Pascual-García A, Tamames J, Bastolla U - BMC Microbiol. (2014)

Bottom Line: Due to the coarse grained nature of our data we cannot conclusively reject the hypothesis that many of these aggregations are due to environmental preferences that the model fails to reproduce.As observed in similar studies, we also found that phylogenetically related taxa are much more prone to aggregate than to segregate, an observation that may play a role in bacterial speciation.We hope that these results stimulate experimental verification of the putative cooperative interactions between cosmopolitan bacteria, and we suggest several groups of aggregated cosmopolitan bacteria that are interesting candidates for such an investigation.
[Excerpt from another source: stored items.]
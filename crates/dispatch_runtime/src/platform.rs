//! [`SymbolLoader`] backed by a dynamically loaded library.
//!
//! `dlsym` lookups go straight to the library's export table. `get_proc_address`
//! lookups go through the library's own get-proc-address entry point (for example
//! `glXGetProcAddressARB` or `eglGetProcAddress`), when it exports one.

use std::ffi::{CString, c_char, c_void};
use std::path::Path;

use libloading::Library;
use tracing::{debug, warn};

use crate::addr::ProcAddr;
use crate::loader::SymbolLoader;

type GetProcAddressFn = unsafe extern "C" fn(*const c_char) -> *const c_void;

#[derive(Debug, thiserror::Error)]
pub enum PlatformError {
	#[error("failed to load {path}: {source}")]
	Open {
		path: String,
		#[source]
		source: libloading::Error,
	},
}

pub struct LibrarySymbols {
	library: Library,
	get_proc_address: Option<GetProcAddressFn>,
}

impl std::fmt::Debug for LibrarySymbols {
	fn fmt(&self, f: &mut std::fmt::Formatter<'_>) -> std::fmt::Result {
		f.debug_struct("LibrarySymbols")
			.field("has_get_proc_address", &self.get_proc_address.is_some())
			.finish_non_exhaustive()
	}
}

impl LibrarySymbols {
	/// Opens the GL library at `path`.
	///
	/// `gpa_symbol` names the library's get-proc-address entry point; without one, every
	/// get-proc-address lookup misses.
	///
	/// # Safety
	///
	/// Loading a library runs its initializers. `path` must name a library that is safe
	/// to load into this process, and `gpa_symbol`, when given, must have the signature
	/// `fn(*const c_char) -> *const c_void`.
	pub unsafe fn open(path: impl AsRef<Path>, gpa_symbol: Option<&str>) -> Result<Self, PlatformError> {
		let path = path.as_ref();
		// SAFETY: forwarded to the caller.
		let library = unsafe { Library::new(path) }.map_err(|source| PlatformError::Open {
			path: path.display().to_string(),
			source,
		})?;
		debug!(path = %path.display(), "platform.open");
		// SAFETY: forwarded to the caller.
		Ok(unsafe { Self::from_library(library, gpa_symbol) })
	}

	/// Uses the symbols already loaded into this process.
	///
	/// # Safety
	///
	/// As for [`Self::open`], for `gpa_symbol`.
	#[cfg(unix)]
	pub unsafe fn this_process(gpa_symbol: Option<&str>) -> Self {
		let library = Library::from(libloading::os::unix::Library::this());
		// SAFETY: forwarded to the caller.
		unsafe { Self::from_library(library, gpa_symbol) }
	}

	unsafe fn from_library(library: Library, gpa_symbol: Option<&str>) -> Self {
		let get_proc_address = gpa_symbol.and_then(|name| {
			// SAFETY: the caller vouches for the entry point's signature.
			match unsafe { library.get::<GetProcAddressFn>(name.as_bytes()) } {
				Ok(symbol) => Some(*symbol),
				Err(err) => {
					warn!(symbol = name, error = %err, "platform.gpa_missing");
					None
				}
			}
		});
		Self {
			library,
			get_proc_address,
		}
	}

	pub fn has_get_proc_address(&self) -> bool {
		self.get_proc_address.is_some()
	}
}

impl SymbolLoader for LibrarySymbols {
	fn dlsym(&self, symbol: &str) -> Option<ProcAddr> {
		// SAFETY: the address is only read, never called here.
		let found = unsafe { self.library.get::<*const c_void>(symbol.as_bytes()) }.ok()?;
		ProcAddr::from_ptr(*found)
	}

	fn get_proc_address(&self, symbol: &str) -> Option<ProcAddr> {
		let gpa = self.get_proc_address?;
		let name = CString::new(symbol).ok()?;
		// SAFETY: `gpa` came from the library that `self` keeps loaded.
		ProcAddr::from_ptr(unsafe { gpa(name.as_ptr()) })
	}
}
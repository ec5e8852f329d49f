//! Dispatch slots and per-context tables.
//!
//! # Role
//!
//! Pure state containers. A slot moves from unresolved (zero) to resolved exactly once;
//! nothing here decides *what* to store.

use std::sync::atomic::{AtomicUsize, Ordering};

use gldispatch_spec::SlotId;

use crate::addr::ProcAddr;

const UNRESOLVED: usize = 0;

/// Cached address of one canonical function within one context.
#[derive(Debug, Default)]
pub struct Slot(AtomicUsize);

impl Slot {
	pub const fn new() -> Self {
		Self(AtomicUsize::new(UNRESOLVED))
	}

	#[inline]
	pub fn get(&self) -> Option<ProcAddr> {
		ProcAddr::new(self.0.load(Ordering::Acquire))
	}

	pub fn is_resolved(&self) -> bool {
		self.get().is_some()
	}

	/// Stores `addr` if the slot is still unresolved and returns the slot's final value.
	///
	/// When another thread published first, its address is returned and `addr` is
	/// discarded, so every caller observes a single value.
	pub fn publish(&self, addr: ProcAddr) -> ProcAddr {
		match self.0.compare_exchange(UNRESOLVED, addr.get(), Ordering::AcqRel, Ordering::Acquire) {
			Ok(_) => addr,
			Err(existing) => ProcAddr::new(existing).unwrap_or(addr),
		}
	}
}

/// One slot per canonical group, scoped to one dispatch context.
#[derive(Debug)]
pub struct DispatchTable {
	slots: Box<[Slot]>,
}

impl DispatchTable {
	/// Creates `len` unresolved slots.
	pub fn new(len: usize) -> Self {
		Self {
			slots: (0..len).map(|_| Slot::new()).collect(),
		}
	}

	pub fn len(&self) -> usize {
		self.slots.len()
	}

	pub fn is_empty(&self) -> bool {
		self.slots.is_empty()
	}

	/// # Panics
	///
	/// If `id` is out of range for this table.
	#[inline]
	pub fn slot(&self, id: SlotId) -> &Slot {
		&self.slots[id.as_usize()]
	}

	pub fn get(&self, id: SlotId) -> Option<&Slot> {
		self.slots.get(id.as_usize())
	}

	pub fn resolved_count(&self) -> usize {
		self.slots.iter().filter(|s| s.is_resolved()).count()
	}
}
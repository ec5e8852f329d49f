//! Two-phase canonicalization pipeline.
//!
//! Declarations and requirements are collected first with no cross-links;
//! [`Generator::canonicalize`] then drops unusable functions, reduces aliases, merges
//! provider lists and applies the bootstrap override.

use std::sync::Arc;

use indexmap::IndexMap;

use crate::alias::AliasForest;
use crate::canonical::{CanonicalGroup, CanonicalSet, FunctionRecord, SlotId};
use crate::config::GeneratorConfig;
use crate::decl::{ExtensionDecl, FeatureDecl, FunctionDecl, RegistryDecl};
use crate::error::ConfigurationError;
use crate::features::{ProviderTemplate, extension_templates, feature_template};
use crate::provider::Provider;

struct Entry {
	decl: FunctionDecl,
	providers: Vec<Provider>,
}

/// Collects declarations and requirements for one registry.
pub struct Generator {
	config: GeneratorConfig,
	entries: IndexMap<Arc<str>, Entry>,
}

impl Default for Generator {
	fn default() -> Self {
		Self::new(GeneratorConfig::default())
	}
}

impl Generator {
	pub fn new(config: GeneratorConfig) -> Self {
		Self {
			config,
			entries: IndexMap::new(),
		}
	}

	/// Declares every function of `registry`, then attaches feature and extension providers.
	pub fn from_registry(config: GeneratorConfig, registry: &RegistryDecl) -> Result<Self, ConfigurationError> {
		let mut generator = Self::new(config);
		generator.load(registry)?;
		Ok(generator)
	}

	pub fn config(&self) -> &GeneratorConfig {
		&self.config
	}

	pub fn len(&self) -> usize {
		self.entries.len()
	}

	pub fn is_empty(&self) -> bool {
		self.entries.is_empty()
	}

	pub fn load(&mut self, registry: &RegistryDecl) -> Result<(), ConfigurationError> {
		for decl in &registry.functions {
			self.declare(decl.clone())?;
		}
		for feature in &registry.features {
			self.require_feature(feature)?;
		}
		for extension in &registry.extensions {
			self.require_extension(extension)?;
		}
		Ok(())
	}

	pub fn declare(&mut self, decl: FunctionDecl) -> Result<(), ConfigurationError> {
		let name: Arc<str> = Arc::from(decl.name.as_str());
		if self.entries.contains_key(&name) {
			return Err(ConfigurationError::DuplicateFunction { name: decl.name });
		}
		self.entries.insert(
			name,
			Entry {
				decl,
				providers: Vec::new(),
			},
		);
		Ok(())
	}

	/// Attaches an explicit provider to a declared function.
	pub fn require(&mut self, function: &str, provider: Provider) -> Result<(), ConfigurationError> {
		let entry = self.entries.get_mut(function).ok_or_else(|| ConfigurationError::UnknownFunction {
			requirement: format!("provider {:?}", provider.description),
			name: function.to_string(),
		})?;
		entry.providers.push(provider);
		Ok(())
	}

	pub fn require_feature(&mut self, feature: &FeatureDecl) -> Result<(), ConfigurationError> {
		let template = feature_template(feature)?;
		self.require_all(&feature.label(), &template, &feature.commands)
	}

	pub fn require_extension(&mut self, extension: &ExtensionDecl) -> Result<(), ConfigurationError> {
		for template in extension_templates(extension) {
			self.require_all(&extension.name, &template, &extension.commands)?;
		}
		Ok(())
	}

	fn require_all(&mut self, requirement: &str, template: &ProviderTemplate, commands: &[String]) -> Result<(), ConfigurationError> {
		for command in commands {
			let entry = self.entries.get_mut(command.as_str()).ok_or_else(|| ConfigurationError::UnknownFunction {
				requirement: requirement.to_string(),
				name: command.clone(),
			})?;
			entry.providers.push(template.instantiate(command));
		}
		Ok(())
	}

	/// Runs the offline pass and returns the immutable result.
	pub fn canonicalize(self) -> Result<CanonicalSet, ConfigurationError> {
		let Self { config, entries } = self;

		let entries: Vec<Entry> = entries
			.into_values()
			.filter(|entry| {
				let dropped = config.drops(&entry.decl.signature);
				if dropped {
					tracing::debug!(function = %entry.decl.name, "canonicalize.drop");
				}
				!dropped
			})
			.collect();

		let mut forest = AliasForest::new();
		for entry in &entries {
			forest.declare(&entry.decl.name, entry.decl.alias.as_deref())?;
		}
		forest.reduce()?;

		// Slot of a root is the number of roots declared before it.
		let mut slot_index = Vec::with_capacity(entries.len());
		let mut groups = Vec::new();
		for (idx, entry) in entries.iter().enumerate() {
			slot_index.push(SlotId::from_index(groups.len()));
			if !forest.is_root(idx) {
				continue;
			}
			let aliases = forest.aliased_by(idx).to_vec();
			let mut providers = entry.providers.clone();
			for &alias in &aliases {
				providers.extend(entries[alias].providers.iter().cloned());
			}
			groups.push(CanonicalGroup {
				root: idx,
				aliases,
				providers,
				family: entry.decl.family(),
			});
		}

		let records = entries
			.into_iter()
			.enumerate()
			.map(|(idx, entry)| FunctionRecord {
				name: Arc::from(entry.decl.name.as_str()),
				family: entry.decl.family(),
				alias_of: forest.alias_of(idx).map(|root| Arc::from(forest.name(root))),
				slot: slot_index[forest.root_of(idx)],
				signature: entry.decl.signature,
				providers: entry.providers,
			})
			.collect();

		let mut set = CanonicalSet::from_parts(records, groups);
		set.apply_bootstrap(&config.bootstrap)?;

		tracing::debug!(functions = set.records().len(), groups = set.len(), "canonicalize.done");
		Ok(set)
	}
}

#[cfg(test)]
mod tests;
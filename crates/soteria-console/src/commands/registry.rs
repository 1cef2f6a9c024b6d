//! 도커 레지스트리 명령.

use soteria_core::error::CoreError;
use soteria_core::models::registry::{RegistryInfo, RegistryType};

use super::Context;
use crate::cli::{RegistryArgs, RegistryCommand};

pub(super) async fn run(cmd: RegistryCommand, ctx: &Context) -> Result<(), CoreError> {
    let api = &ctx.api;
    match cmd {
        RegistryCommand::List => {
            let registries = api.get_docker_registries().await?;
            let default_id = registries.default_push_registry_id.as_deref();
            for registry in &registries.registries {
                let kind = match registry.registry_type {
                    RegistryType::Local => "self-hosted",
                    RegistryType::Remote => "remote",
                };
                println!(
                    "{} {:<36} {:<28} {} ({kind})",
                    if Some(registry.id.as_str()) == default_id { "*" } else { " " },
                    registry.id,
                    registry.registry_domain,
                    registry.registry_user,
                );
            }
        }
        RegistryCommand::Add(args) => {
            api.add_docker_registry(&to_registry(String::new(), args))
                .await?;
            ctx.toaster.toast_success("Registry is added.");
        }
        RegistryCommand::Update { id, registry } => {
            api.update_docker_registry(&to_registry(id, registry))
                .await?;
            ctx.toaster.toast_success("Registry is updated.");
        }
        RegistryCommand::Delete { id } => {
            api.delete_docker_registry(&id).await?;
            ctx.toaster.toast_success("Registry is deleted.");
        }
        RegistryCommand::SetPush { id } => {
            api.set_default_push_docker_registry(&id).await?;
            ctx.toaster.toast_success("Default push registry is changed.");
        }
        RegistryCommand::EnableSelfHosted => {
            api.enable_self_hosted_docker_registry().await?;
            ctx.toaster.toast_success("Self-hosted registry is enabled.");
        }
        RegistryCommand::DisableSelfHosted => {
            api.disable_self_hosted_docker_registry().await?;
            ctx.toaster.toast_success("Self-hosted registry is disabled.");
        }
    }
    Ok(())
}

/// 명령줄로 받는 레지스트리는 항상 원격 레지스트리
fn to_registry(id: String, args: RegistryArgs) -> RegistryInfo {
    RegistryInfo {
        id,
        registry_user: args.user,
        registry_password: args.password,
        registry_domain: args.domain,
        registry_image_prefix: args.prefix,
        registry_type: RegistryType::Remote,
    }
}
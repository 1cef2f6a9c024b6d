//! 도커 레지스트리 모델.

use serde::{Deserialize, Serialize};

/// 레지스트리 종류
#[derive(Debug, Clone, Copy, PartialEq, Eq, Serialize, Deserialize)]
pub enum RegistryType {
    /// Soteria가 직접 호스팅하는 레지스트리
    #[serde(rename = "LOCAL_REG")]
    Local,
    /// 외부 레지스트리 (Docker Hub, GHCR 등)
    #[serde(rename = "REMOTE_REG")]
    Remote,
}

/// 레지스트리 정보
///
/// 새 레지스트리 추가 시 `id`는 비워 두고 서버가 할당한다.
#[derive(Debug, Clone, PartialEq, Eq, Serialize, Deserialize)]
#[serde(rename_all = "camelCase")]
pub struct RegistryInfo {
    #[serde(default)]
    pub id: String,
    pub registry_user: String,
    pub registry_password: String,
    pub registry_domain: String,
    #[serde(default)]
    pub registry_image_prefix: String,
    pub registry_type: RegistryType,
}

/// 레지스트리 목록 응답
#[derive(Debug, Clone, Default, Serialize, Deserialize)]
#[serde(rename_all = "camelCase", default)]
pub struct RegistriesResponse {
    pub registries: Vec<RegistryInfo>,
    /// 기본 push 레지스트리 ID (없으면 push 비활성)
    pub default_push_registry_id: Option<String>,
}

impl RegistriesResponse {
    /// 기본 push 레지스트리
    pub fn default_push_registry(&self) -> Option<&RegistryInfo> {
        let id = self.default_push_registry_id.as_deref()?;
        self.registries.iter().find(|r| r.id == id)
    }

    /// 자체 호스팅 레지스트리가 활성화되어 있는지
    pub fn has_self_hosted(&self) -> bool {
        self.registries
            .iter()
            .any(|r| r.registry_type == RegistryType::Local)
    }
}
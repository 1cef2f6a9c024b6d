//! 시스템 모델.
//!
//! 루트 도메인/SSL 상태, 버전 정보, 로드밸런서 통계, 백업, 클러스터 노드.

use serde::{Deserialize, Serialize};

/// 시스템 기본 정보 (루트 도메인, SSL)
#[derive(Debug, Clone, Default, Serialize, Deserialize)]
#[serde(rename_all = "camelCase", default)]
pub struct SoteriaInfo {
    pub root_domain: String,
    pub has_root_ssl: bool,
    pub force_ssl: bool,
    pub soteria_sub_domain: String,
}

/// 버전 정보
#[derive(Debug, Clone, Default, Serialize, Deserialize)]
#[serde(rename_all = "camelCase", default)]
pub struct VersionInfo {
    pub current_version: String,
    pub latest_version: String,
    pub can_update: bool,
    pub change_log_message: String,
}

/// nginx 로드밸런서 연결 통계
#[derive(Debug, Clone, Default, Serialize, Deserialize)]
#[serde(rename_all = "camelCase", default)]
pub struct LoadBalancerInfo {
    pub active_connections: u64,
    pub accepted: u64,
    pub handled: u64,
    pub total: u64,
    pub reading: u64,
    pub writing: u64,
    pub waiting: u64,
}

/// 백업 생성 응답
#[derive(Debug, Clone, Serialize, Deserialize)]
#[serde(rename_all = "camelCase")]
pub struct BackupToken {
    /// 백업 파일 다운로드 토큰
    pub download_token: String,
}

/// 클러스터 노드 역할
#[derive(Debug, Clone, Copy, PartialEq, Eq, Serialize, Deserialize)]
#[serde(rename_all = "lowercase")]
pub enum NodeType {
    Manager,
    Worker,
}

impl std::str::FromStr for NodeType {
    type Err = String;

    fn from_str(s: &str) -> Result<Self, Self::Err> {
        match s.to_ascii_lowercase().as_str() {
            "manager" => Ok(Self::Manager),
            "worker" => Ok(Self::Worker),
            other => Err(format!("알 수 없는 노드 타입: {other}")),
        }
    }
}

/// 도커 스웜 노드
#[derive(Debug, Clone, Serialize, Deserialize)]
#[serde(rename_all = "camelCase")]
pub struct DockerNode {
    pub node_id: String,
    #[serde(rename = "type")]
    pub node_type: NodeType,
    #[serde(default)]
    pub is_leader: bool,
    #[serde(default)]
    pub hostname: String,
    #[serde(default)]
    pub architecture: String,
    #[serde(default)]
    pub operating_system: String,
    #[serde(default)]
    pub nano_cpu: u64,
    #[serde(default)]
    pub memory_bytes: u64,
    #[serde(default)]
    pub docker_engine_version: String,
    #[serde(default)]
    pub ip: String,
    #[serde(default)]
    pub state: String,
    #[serde(default)]
    pub status: String,
}

/// 노드 목록 응답
#[derive(Debug, Clone, Default, Serialize, Deserialize)]
#[serde(default)]
pub struct NodesResponse {
    pub nodes: Vec<DockerNode>,
}

/// 새 노드 추가 요청
///
/// 서버가 SSH로 원격 머신에 접속해 스웜에 합류시킨다.
#[derive(Debug, Clone, Serialize)]
#[serde(rename_all = "camelCase")]
pub struct AddDockerNodeRequest {
    pub node_type: NodeType,
    pub private_key: String,
    pub remote_node_ip_address: String,
    pub ssh_port: String,
    pub ssh_user: String,
    pub soteria_ip_address: String,
}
View Article: PubMed Central - PubMed

Affiliation: Centro de Biología Molecular Severo Ochoa (CSIC-UAM), c. Nicolás Cabrera 1, campus UAM, Madrid, E-28049, Spain. alberto.pascual@csic.es.

ABSTRACT

Background: Since the landmark Santa Rosalia paper by Hutchinson, niche theory addresses the determinants of biodiversity in terms of both environmental and biological aspects. Disentangling the role of habitat filtering and interactions with other species is critical for understanding microbial ecology. Macroscopic biogeography explores hypothetical ecological interactions through the analysis of species associations. These methods have started to be incorporated into microbial ecology relatively recently, due to the inherent experimental difficulties and the coarse grained nature of the data.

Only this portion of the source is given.